Pendant la pandémie de Covid-19, le port prolongé de masque, aussi bien chez les professionnels de santé que dans la population générale, a été l’une des principales mesures de protection mises en place contre l’infection. Différents types de masques ont été utilisés : chirurgicaux, FFP2 et masques « grand public ».
Les masques chirurgicaux ont une capacité filtrante de 95 à 98 % des particules de 3 µm. Ils sont à usage unique et doivent être changés toutes les quatre heures ou lorsqu’ils sont humides. Les masques FFP2 ont une capacité filtrante de 94 % des particules de 0,6 µm. Leur port ne doit pas dépasser huit heures.
Des masques réservés à un usage non sanitaire, dits « grand public », soit à usage unique soit lavables et réutilisables un nombre de fois défini par le fabricant, ont également été utilisés. Ils doivent avoir un niveau de respirabilité permettant leur port pendant quatre heures. Dans un contexte de pénurie, différents masques artisanaux en tissu ont également été utilisés par la population générale.
Conséquences du port du masque sur la peau
Après quatre à huit heures de port d’un masque, aussi bien de type chirurgical que FFP2, on observe, au niveau de la région de peau recouverte, une augmentation de plusieurs paramètres : de l’hydratation, des pertes insensibles en eau, du pH, de la rougeur, de la sécrétion de sébum et de la température cutanée.1 Ces modifications, combinées à la friction et à l’effet occlusif du masque, favoriseraient les dermatoses et en particulier les phénomènes irritatifs locaux. Par ailleurs, les anomalies de la barrière et/ou du microbiote cutané chez des patients avec dermatoses inflammatoires du visage pourraient être aggravées par le port du masque.2
Le port prolongé du masque a ainsi fait émerger des dermatoses du visage.
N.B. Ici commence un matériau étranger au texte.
//! OIF Dispatch - call named operations without knowing their language
//!
//! A caller loads an implementation, gets an opaque handle, and calls
//! methods on it with tagged argument vectors. Implementations live either
//! in native shared libraries reached through the C ABI or in an embedded
//! runtime hosted in-process.

// Core modules
pub mod errors;
pub mod protocol;
pub mod config;
pub mod logging;
pub mod resolver;
pub mod native;
pub mod bridge;
pub mod lifecycle;
pub mod bindings;

// Re-export commonly used items
pub use errors::{DispatchError, ErrorCategory, ErrorKind, Result, OIF_ERROR, OIF_IMPL_INIT_ERROR};
pub use protocol::{ArgType, ArgVector, Direction, Lang, OifArgs, OifArrayF64, OifCallback};
pub use config::{DispatchConfig, OperationConfig};
pub use resolver::{Artifact, BackendResolver};
pub use native::NativeBackend;
pub use bridge::{EmbeddedBridge, EmbeddedRuntime, ImplDetails, Returned, RuntimeException};
pub use lifecycle::{Backend, BackendKind, Dispatcher, ImplConfig, ImplHandle, ImplId, Version};

#[cfg(feature = "python")]
pub use bridge::PythonRuntime;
Dans une méta-analyse publiée en 2022 regroupant 37 études observationnelles réalisées dans 17 pays différents dont la cohorte a atteint plus de 29 000 personnes, la prévalence cumulée des dermatoses faciales associées au port du masque était de 55 %.3 Il pouvait s’agir d’une apparition de novo ou de l’exacerbation d’une dermatose préexistante.
Une étude chinoise a été réalisée sur une cohorte de 404 professionnels de santé : 44 % des 129 soignants ayant une dermatose faciale préexistante (acné, dermatite séborrhéique ou rosacée) rapportaient une exacerbation avec le port du masque dont 43,6 % de ceux ayant une acné, 37,5 % de ceux ayant une dermatite séborrhéique et tous les patients avec une rosacée.2
Une étude italienne a montré une aggravation significative de l’acné et de la rosacée après six semaines de port du masque, en moyenne huit heures par jour.4
Quelles dermatoses ?
Dans la majorité des études observationnelles publiées, le diagnostic de la dermatose faciale ne reposait pas sur une évaluation dermatologique mais sur les déclarations du patient, et certaines études ne rapportent que des symptômes. Ainsi, dans une étude danoise portant sur une cohorte de plus de 10 000 professionnels de santé, 61,9 % rapportaient des symptômes cutanés avec, par ordre de fréquence : rougeurs et peau irritée (38,9 %), taches ou boutons (37,9 %), prurit (32,6 %), peau sèche et squameuse (22,9 %), marques de pression (20,5 %), peau sensible, sensation de brûlure et peau douloureuse (12,4 %), peau grasse ou collante (11,8 %).5 La prévalence cumulée associée au port du masque était de 31 % pour l’acné, 24 % pour la « dermatite faciale », 30 % pour le prurit et 31 % pour les lésions liées à la pression, dermatoses les plus fréquemment rapportées dans les études.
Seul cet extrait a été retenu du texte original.